Beware when comparing floating point numbers

I have been writing a lot of test code verifying some of the short segments of code in my assembly book.  I ran into a bizarre state of affairs with floating point comparisons.  I had read the Intel instruction manual too quickly and ASSUMED that the floating point ucomiss instruction, being fairly new, would be designed to make for easy programming.  Imagine my shock when I tried to compare with ucomiss and then use jle to jump on less than or equal and it did not work properly.

I wrote a C program with all 5 arithmetic comparisons using floats to study more carefully what gcc does to cope with ucomiss.  Here's what gcc did for a less than comparison on 2 registers:

   ucomiss    %xmm1, %xmm0
   seta       %al
   testb      %al, %al
   je        .L3


That's some of the most unreadable code I could ever imagine for such a simple goal.  So I wrote some assembly code to determine for myself which flags are set when operands satisfy less than, greater than and equal comparisons:

        segment .data
a       dd      1.5
b       dd      2.5
c       dd      7.5
        segment .text
        global  main
main:
        push    rbp
        mov     rbp, rsp
        movss   xmm0, [b]
.lt     ucomiss xmm0, [c]
.gt     ucomiss xmm0, [a]
.eq     ucomiss xmm0, [b]
done    leave
        ret
 Armed with this code in the debugger I printed eflags after executing each of the ucomiss instructions.  Here is what I got:

For less than:     CF IF
For greater than:  IF
For equal:         ZF

Thankfully testing for equals or not equals can be done using je or jne.  After that it looked pretty ugly.  This is close to insane since it's generally a good practice not to test floating point values for equality.  The really useful comparisons are quite convoluted if gcc has the right strategy.  Fortunately for me I have only a short section in the book about floating point comparisons, so my error is minor though my ignorance was great.

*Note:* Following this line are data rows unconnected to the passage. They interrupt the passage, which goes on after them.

//! A small typed message channel over a `socketpair`, used by the test
//! harness to ferry results out of forked child processes. This is
//! unrelated to [`crate`]'s namespace-barrier IPC (see `IpcAgent` in
//! `libcontainer`), which is a UDS-plus-pipe rendezvous with different
//! ordering guarantees; this channel is a plain bidirectional pipe for
//! passing one serializable value.

use std::io::{IoSlice, IoSliceMut};
use std::marker::PhantomData;
use std::os::fd::{AsRawFd, RawFd};

use nix::sys::socket::{self, UnixAddr};
use nix::unistd;
use serde::{Deserialize, Serialize};

#[derive(Debug, thiserror::Error)]
pub enum ChannelError {
    #[error("failed unix syscalls")]
    Nix(#[from] nix::Error),
    #[error("failed serde serialization")]
    Serde(#[from] serde_json::Error),
    #[error("channel connection broken")]
    BrokenChannel,
}

#[derive(Clone)]
pub struct Receiver<T> {
    receiver: RawFd,
    phantom: PhantomData<T>,
}

#[derive(Clone)]
pub struct Sender<T> {
    sender: RawFd,
    phantom: PhantomData<T>,
}

impl<T> Sender<T>
where
    T: Serialize,
{
    fn send_slice_with_len(&mut self, data: &[u8]) -> Result<usize, ChannelError> {
        let len = data.len() as u64;
        let iov = [
            IoSlice::new(unsafe {
                std::slice::from_raw_parts(
                    (&len as *const u64) as *const u8,
                    std::mem::size_of::<u64>(),
                )
            }),
            IoSlice::new(data),
        ];
        socket::sendmsg::<UnixAddr>(self.sender, &iov, &[], socket::MsgFlags::empty(), None)
            .map_err(|e| e.into())
    }

    pub fn send(&mut self, object: T) -> Result<(), ChannelError> {
        let payload = serde_json::to_vec(&object)?;
        self.send_slice_with_len(&payload)?;
        Ok(())
    }

    pub fn close(&self) -> Result<(), ChannelError> {
        Ok(unistd::close(self.sender)?)
    }
}

impl<T> Receiver<T>
where
    T: serde::de::DeserializeOwned,
{
    fn peek_size(&mut self) -> Result<u64, ChannelError> {
        let mut len: u64 = 0;
        let mut iov = [IoSliceMut::new(unsafe {
            std::slice::from_raw_parts_mut(
                (&mut len as *mut u64) as *mut u8,
                std::mem::size_of::<u64>(),
            )
        })];
        let _ = socket::recvmsg::<UnixAddr>(
            self.receiver,
            &mut iov,
            None,
            socket::MsgFlags::MSG_PEEK,
        )?;
        match len {
            0 => Err(ChannelError::BrokenChannel),
            _ => Ok(len),
        }
    }

    pub fn recv(&mut self) -> Result<T, ChannelError> {
        let msg_len = self.peek_size()?;
        let mut len: u64 = 0;
        let mut buf = vec![0u8; msg_len as usize];
        let bytes = {
            let mut iov = [
                IoSliceMut::new(unsafe {
                    std::slice::from_raw_parts_mut(
                        (&mut len as *mut u64) as *mut u8,
                        std::mem::size_of::<u64>(),
                    )
                }),
                IoSliceMut::new(&mut buf),
            ];
            socket::recvmsg::<UnixAddr>(self.receiver, &mut iov, None, socket::MsgFlags::empty())?
                .bytes
        };
        if bytes == 0 {
            return Err(ChannelError::BrokenChannel);
        }
        Ok(serde_json::from_slice(&buf[..])?)
    }

    pub fn close(&self) -> Result<(), ChannelError> {
        Ok(unistd::close(self.receiver)?)
    }
}

pub fn channel<T>() -> Result<(Sender<T>, Receiver<T>), ChannelError>
where
    T: for<'de> Deserialize<'de> + Serialize,
{
    let (f1, f2) = socket::socketpair(
        socket::AddressFamily::Unix,
        socket::SockType::SeqPacket,
        None,
        socket::SockFlag::SOCK_CLOEXEC,
    )?;
    let f1 = std::mem::ManuallyDrop::new(f1);
    let f2 = std::mem::ManuallyDrop::new(f2);
    Ok((
        Sender {
            sender: f1.as_raw_fd(),
            phantom: PhantomData,
        },
        Receiver {
            receiver: f2.as_raw_fd(),
            phantom: PhantomData,
        },
    ))
}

The method used by gcc is almost pointless to try to teach to beginners. So I started searching the jCC instructions for some matches on the flags as produced by ucomiss.  I found them:

jb     CF = 1
jbe    CF = 1 or ZF = 1
ja     CF = 0 and ZF = 0
jae    CF = 0
je     ZF = 1
jne    ZF = 0

So it made me wonder if gcc did better with -O3.  It generated appropriate code.  It is very strange to try to imagine how the non-optimized sequences ever get generated by a compiler.

So now there is more rationality than it first seemed, though I still wonder what made anyone think it would be cool to use different jump instructions after floating point comparisons than after integer comparisons.